* [To do]: Filter the entries down to the lines holding "given", then copy those lines.

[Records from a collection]

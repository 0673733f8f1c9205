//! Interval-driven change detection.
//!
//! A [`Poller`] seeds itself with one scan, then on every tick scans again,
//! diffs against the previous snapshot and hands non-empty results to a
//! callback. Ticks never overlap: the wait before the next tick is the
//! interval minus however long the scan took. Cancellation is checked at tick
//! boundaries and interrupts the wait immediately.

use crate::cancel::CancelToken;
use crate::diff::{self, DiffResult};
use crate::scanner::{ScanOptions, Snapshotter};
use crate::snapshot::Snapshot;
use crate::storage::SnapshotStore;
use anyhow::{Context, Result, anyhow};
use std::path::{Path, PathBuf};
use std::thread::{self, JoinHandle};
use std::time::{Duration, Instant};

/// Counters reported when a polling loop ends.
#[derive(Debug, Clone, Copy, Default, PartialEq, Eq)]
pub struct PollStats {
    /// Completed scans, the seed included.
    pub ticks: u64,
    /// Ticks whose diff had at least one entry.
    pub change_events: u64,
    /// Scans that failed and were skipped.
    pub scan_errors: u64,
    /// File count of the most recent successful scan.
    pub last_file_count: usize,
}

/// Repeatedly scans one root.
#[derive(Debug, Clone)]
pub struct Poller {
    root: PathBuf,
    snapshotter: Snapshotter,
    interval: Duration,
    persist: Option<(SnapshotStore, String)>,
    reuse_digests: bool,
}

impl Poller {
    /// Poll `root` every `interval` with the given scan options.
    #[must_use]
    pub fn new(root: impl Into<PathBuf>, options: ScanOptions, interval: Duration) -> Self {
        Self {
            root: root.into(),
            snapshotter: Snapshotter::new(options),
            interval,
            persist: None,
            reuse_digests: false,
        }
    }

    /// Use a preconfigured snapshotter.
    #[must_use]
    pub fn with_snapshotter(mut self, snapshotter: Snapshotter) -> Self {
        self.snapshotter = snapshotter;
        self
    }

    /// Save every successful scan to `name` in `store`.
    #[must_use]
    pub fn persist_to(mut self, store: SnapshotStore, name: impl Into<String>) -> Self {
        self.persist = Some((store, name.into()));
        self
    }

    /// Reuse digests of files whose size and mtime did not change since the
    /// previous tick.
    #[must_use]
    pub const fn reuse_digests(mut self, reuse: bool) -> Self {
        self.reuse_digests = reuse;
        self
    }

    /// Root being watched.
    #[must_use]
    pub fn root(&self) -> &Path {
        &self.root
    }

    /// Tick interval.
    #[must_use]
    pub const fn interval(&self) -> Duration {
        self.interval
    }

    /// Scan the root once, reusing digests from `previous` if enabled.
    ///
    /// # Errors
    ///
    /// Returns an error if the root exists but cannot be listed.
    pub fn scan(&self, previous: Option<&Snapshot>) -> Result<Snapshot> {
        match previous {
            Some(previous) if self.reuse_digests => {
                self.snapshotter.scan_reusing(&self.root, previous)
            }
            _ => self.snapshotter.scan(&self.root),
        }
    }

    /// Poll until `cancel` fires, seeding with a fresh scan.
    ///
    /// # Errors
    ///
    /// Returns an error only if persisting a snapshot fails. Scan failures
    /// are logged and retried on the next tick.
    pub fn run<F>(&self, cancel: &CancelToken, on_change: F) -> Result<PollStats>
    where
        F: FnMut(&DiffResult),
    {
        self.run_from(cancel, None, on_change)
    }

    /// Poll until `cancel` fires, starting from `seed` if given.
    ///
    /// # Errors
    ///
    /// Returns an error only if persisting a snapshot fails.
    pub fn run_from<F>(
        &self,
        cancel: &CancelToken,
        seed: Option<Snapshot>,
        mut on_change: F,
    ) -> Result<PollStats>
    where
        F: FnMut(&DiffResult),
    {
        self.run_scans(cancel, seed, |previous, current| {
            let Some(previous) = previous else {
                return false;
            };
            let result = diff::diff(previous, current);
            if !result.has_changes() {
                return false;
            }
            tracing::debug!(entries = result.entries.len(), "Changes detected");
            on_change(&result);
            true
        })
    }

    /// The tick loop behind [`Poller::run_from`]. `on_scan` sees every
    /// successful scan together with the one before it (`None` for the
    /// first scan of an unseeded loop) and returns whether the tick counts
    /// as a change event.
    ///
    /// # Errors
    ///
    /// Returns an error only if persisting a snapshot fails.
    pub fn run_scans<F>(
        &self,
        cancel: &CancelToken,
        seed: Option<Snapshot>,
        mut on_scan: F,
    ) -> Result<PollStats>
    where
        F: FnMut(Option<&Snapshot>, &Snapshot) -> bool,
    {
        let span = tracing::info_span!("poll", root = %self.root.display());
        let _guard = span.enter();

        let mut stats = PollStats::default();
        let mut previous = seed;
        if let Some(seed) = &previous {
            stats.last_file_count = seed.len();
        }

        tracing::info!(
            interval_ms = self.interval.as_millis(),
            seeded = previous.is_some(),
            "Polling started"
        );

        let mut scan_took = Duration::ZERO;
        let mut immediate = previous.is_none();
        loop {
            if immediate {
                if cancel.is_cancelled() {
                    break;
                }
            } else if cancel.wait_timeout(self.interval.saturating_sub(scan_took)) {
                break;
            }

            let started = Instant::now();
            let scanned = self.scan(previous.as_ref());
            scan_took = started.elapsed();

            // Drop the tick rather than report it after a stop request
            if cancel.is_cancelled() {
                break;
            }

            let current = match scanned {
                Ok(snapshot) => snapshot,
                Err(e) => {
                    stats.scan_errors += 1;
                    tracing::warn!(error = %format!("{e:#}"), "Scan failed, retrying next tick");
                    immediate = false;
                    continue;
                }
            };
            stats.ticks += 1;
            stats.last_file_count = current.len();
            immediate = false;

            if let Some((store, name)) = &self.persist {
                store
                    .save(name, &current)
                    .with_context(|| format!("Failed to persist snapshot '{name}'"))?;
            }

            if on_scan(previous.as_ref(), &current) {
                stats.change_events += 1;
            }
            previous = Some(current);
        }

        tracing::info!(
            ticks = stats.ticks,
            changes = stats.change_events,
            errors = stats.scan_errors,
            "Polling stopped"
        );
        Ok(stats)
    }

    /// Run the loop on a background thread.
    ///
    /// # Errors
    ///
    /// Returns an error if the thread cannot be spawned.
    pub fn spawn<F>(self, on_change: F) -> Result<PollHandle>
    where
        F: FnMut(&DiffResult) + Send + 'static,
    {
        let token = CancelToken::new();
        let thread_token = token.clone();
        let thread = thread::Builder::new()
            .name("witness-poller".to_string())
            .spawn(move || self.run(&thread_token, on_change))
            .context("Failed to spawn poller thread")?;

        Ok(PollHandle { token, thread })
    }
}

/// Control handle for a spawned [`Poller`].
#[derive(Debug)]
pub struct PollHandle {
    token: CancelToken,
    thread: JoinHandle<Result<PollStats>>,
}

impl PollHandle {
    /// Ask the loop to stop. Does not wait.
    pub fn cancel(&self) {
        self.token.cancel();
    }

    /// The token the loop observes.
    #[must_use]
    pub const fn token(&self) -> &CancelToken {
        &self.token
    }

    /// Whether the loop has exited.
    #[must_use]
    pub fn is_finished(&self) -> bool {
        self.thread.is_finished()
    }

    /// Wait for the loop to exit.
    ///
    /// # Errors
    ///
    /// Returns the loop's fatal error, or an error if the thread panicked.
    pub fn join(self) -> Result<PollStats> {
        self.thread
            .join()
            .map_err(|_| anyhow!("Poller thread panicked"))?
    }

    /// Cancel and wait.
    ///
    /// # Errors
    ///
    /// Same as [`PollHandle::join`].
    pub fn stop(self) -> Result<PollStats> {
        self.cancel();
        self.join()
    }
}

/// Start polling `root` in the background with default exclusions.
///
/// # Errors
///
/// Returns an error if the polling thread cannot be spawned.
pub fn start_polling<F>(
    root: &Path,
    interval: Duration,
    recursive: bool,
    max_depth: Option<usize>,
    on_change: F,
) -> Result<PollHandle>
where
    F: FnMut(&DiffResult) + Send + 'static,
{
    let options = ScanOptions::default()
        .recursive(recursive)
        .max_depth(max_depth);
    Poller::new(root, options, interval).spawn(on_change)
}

* [Problem solution]:
    /// Poll `root` every `interval` with the given scan options.
    /// Poll until `cancel` fires, starting from `seed` if given.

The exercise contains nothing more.